-- Exercise instructions --
The answer is one number. Say how many lines in the entries below include the word "plain".
◆ ◆ ◆ ◆ ◆ ◆ ◆
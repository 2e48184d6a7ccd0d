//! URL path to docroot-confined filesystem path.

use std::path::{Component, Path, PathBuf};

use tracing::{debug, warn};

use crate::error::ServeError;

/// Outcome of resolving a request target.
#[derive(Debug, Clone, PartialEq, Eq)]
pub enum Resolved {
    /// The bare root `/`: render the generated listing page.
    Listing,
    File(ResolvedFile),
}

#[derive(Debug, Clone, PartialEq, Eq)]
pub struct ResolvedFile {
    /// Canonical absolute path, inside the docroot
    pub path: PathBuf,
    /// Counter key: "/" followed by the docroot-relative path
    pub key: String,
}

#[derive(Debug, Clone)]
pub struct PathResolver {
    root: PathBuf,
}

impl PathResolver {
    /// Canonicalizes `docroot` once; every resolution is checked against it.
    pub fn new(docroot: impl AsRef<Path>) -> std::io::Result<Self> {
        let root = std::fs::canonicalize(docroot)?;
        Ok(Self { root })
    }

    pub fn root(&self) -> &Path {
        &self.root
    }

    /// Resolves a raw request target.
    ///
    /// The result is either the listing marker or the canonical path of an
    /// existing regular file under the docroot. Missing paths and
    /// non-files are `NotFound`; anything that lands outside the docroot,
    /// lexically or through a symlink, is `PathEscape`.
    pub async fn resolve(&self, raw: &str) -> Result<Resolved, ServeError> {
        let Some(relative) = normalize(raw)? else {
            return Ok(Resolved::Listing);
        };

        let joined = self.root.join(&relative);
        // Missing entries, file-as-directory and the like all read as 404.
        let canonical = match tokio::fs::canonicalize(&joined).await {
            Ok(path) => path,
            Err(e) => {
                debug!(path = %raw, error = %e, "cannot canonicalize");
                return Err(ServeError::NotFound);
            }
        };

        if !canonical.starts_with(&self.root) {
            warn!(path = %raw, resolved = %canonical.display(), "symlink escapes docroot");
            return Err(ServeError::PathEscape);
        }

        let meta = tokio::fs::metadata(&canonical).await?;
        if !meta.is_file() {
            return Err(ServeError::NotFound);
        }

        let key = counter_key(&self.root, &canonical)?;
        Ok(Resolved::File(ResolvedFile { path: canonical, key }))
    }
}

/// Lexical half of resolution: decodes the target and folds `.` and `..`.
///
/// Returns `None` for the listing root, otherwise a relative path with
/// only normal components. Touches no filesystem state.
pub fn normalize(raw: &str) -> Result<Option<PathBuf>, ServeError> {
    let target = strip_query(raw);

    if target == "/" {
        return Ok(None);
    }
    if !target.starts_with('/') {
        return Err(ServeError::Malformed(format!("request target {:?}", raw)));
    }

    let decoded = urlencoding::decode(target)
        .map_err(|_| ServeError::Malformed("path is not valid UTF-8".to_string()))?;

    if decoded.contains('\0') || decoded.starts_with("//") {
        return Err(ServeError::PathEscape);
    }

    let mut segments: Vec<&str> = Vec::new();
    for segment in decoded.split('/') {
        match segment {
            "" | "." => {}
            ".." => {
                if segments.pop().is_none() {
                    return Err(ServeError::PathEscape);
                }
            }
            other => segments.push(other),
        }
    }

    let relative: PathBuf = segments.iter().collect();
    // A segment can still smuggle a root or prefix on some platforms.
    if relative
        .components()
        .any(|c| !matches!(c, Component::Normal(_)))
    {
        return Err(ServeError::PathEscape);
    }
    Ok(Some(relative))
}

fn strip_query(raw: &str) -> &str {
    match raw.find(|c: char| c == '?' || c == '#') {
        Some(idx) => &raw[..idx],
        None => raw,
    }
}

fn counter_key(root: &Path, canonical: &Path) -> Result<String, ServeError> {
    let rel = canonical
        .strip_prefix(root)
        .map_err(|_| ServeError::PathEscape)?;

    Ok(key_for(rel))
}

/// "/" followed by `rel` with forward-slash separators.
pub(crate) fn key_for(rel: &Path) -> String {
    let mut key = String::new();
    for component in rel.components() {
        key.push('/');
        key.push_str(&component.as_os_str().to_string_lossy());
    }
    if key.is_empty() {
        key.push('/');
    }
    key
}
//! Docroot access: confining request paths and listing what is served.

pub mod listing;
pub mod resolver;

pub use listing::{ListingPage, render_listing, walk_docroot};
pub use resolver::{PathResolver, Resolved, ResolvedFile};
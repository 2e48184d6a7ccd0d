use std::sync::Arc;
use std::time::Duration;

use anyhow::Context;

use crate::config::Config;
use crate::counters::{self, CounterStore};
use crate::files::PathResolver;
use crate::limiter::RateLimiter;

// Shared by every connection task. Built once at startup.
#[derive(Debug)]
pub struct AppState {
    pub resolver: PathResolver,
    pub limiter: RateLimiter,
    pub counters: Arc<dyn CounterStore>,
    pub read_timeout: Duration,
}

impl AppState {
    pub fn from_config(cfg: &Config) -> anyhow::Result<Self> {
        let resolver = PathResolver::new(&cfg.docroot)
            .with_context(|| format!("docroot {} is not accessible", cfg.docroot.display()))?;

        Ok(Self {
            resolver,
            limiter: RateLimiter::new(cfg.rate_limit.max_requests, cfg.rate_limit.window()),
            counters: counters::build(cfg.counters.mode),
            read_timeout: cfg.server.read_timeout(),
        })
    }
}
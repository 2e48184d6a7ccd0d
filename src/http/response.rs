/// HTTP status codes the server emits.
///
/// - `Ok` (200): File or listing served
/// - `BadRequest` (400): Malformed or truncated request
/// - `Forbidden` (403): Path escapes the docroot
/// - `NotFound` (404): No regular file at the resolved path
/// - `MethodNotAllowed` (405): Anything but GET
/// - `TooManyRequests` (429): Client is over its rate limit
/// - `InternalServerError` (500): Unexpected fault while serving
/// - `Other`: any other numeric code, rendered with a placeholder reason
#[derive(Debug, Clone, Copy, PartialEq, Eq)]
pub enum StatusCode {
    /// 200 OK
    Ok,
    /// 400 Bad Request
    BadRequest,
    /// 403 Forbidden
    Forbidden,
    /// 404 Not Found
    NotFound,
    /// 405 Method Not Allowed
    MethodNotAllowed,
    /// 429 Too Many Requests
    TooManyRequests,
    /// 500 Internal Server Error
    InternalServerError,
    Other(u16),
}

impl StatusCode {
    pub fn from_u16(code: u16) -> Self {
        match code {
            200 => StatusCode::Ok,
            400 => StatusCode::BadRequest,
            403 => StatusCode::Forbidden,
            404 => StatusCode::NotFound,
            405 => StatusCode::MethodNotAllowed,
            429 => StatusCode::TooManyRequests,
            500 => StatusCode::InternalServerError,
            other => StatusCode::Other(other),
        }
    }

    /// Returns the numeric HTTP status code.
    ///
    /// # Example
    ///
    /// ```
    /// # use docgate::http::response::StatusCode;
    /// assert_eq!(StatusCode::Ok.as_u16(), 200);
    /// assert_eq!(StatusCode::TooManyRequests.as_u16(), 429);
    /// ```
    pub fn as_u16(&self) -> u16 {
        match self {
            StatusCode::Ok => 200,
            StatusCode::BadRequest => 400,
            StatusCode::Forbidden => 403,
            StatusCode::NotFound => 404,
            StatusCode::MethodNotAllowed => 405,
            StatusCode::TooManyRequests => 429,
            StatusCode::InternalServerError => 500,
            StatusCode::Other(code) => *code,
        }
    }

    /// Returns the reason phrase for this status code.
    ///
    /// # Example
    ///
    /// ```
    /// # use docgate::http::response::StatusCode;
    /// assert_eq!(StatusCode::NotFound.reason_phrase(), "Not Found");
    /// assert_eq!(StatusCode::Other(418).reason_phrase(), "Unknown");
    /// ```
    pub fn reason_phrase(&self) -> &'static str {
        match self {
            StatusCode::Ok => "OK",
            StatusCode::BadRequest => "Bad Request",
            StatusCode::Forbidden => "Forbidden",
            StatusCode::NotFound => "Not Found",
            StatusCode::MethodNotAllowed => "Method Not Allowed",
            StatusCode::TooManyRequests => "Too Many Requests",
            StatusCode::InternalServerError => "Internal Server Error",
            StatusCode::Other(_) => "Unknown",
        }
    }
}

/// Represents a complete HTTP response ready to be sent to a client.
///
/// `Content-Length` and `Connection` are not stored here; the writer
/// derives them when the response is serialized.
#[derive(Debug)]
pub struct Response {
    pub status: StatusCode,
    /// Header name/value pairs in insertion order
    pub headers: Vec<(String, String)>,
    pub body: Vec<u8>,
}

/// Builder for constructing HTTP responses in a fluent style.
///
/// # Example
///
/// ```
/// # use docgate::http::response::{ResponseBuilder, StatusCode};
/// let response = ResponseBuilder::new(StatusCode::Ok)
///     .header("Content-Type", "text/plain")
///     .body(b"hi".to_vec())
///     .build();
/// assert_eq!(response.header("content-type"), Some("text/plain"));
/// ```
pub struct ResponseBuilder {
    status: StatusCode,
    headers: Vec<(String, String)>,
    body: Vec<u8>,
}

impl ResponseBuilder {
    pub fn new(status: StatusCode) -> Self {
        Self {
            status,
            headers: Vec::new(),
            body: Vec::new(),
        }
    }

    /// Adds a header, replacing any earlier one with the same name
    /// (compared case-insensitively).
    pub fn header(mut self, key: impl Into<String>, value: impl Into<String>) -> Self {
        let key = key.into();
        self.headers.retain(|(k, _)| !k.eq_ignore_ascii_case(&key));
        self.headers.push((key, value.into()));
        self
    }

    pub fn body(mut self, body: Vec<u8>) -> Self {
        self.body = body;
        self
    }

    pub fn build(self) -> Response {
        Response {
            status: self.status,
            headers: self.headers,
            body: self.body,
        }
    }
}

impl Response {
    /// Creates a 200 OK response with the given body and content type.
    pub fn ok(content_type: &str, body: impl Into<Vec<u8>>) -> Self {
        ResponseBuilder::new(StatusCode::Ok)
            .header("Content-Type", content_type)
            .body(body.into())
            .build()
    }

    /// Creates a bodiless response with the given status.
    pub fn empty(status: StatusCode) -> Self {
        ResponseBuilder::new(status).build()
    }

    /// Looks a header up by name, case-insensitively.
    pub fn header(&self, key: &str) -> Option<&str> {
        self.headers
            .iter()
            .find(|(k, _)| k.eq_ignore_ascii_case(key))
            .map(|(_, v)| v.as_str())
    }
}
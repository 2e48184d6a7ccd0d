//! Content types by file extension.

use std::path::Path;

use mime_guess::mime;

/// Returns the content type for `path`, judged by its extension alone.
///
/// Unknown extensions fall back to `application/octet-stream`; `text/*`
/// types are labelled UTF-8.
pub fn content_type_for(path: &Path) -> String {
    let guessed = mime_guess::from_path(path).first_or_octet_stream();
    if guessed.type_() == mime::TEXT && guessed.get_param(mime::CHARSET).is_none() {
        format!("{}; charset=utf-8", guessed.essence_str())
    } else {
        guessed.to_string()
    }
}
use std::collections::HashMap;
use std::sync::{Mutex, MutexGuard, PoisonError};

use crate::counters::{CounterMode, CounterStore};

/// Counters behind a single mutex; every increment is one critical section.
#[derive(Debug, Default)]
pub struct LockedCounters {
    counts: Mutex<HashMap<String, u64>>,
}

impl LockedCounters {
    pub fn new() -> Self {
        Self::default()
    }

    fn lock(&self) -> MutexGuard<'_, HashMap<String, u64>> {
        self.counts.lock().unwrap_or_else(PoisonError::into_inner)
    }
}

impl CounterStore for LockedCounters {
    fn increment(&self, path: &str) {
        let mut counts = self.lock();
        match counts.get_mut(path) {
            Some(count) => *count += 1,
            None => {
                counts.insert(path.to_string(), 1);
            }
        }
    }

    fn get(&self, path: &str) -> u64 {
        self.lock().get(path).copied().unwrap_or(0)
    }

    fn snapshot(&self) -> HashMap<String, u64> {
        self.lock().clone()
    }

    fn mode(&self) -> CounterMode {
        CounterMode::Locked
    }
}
◆ ◆ ◆ ◆ ◆ ◆ ◆
-- Response area --
2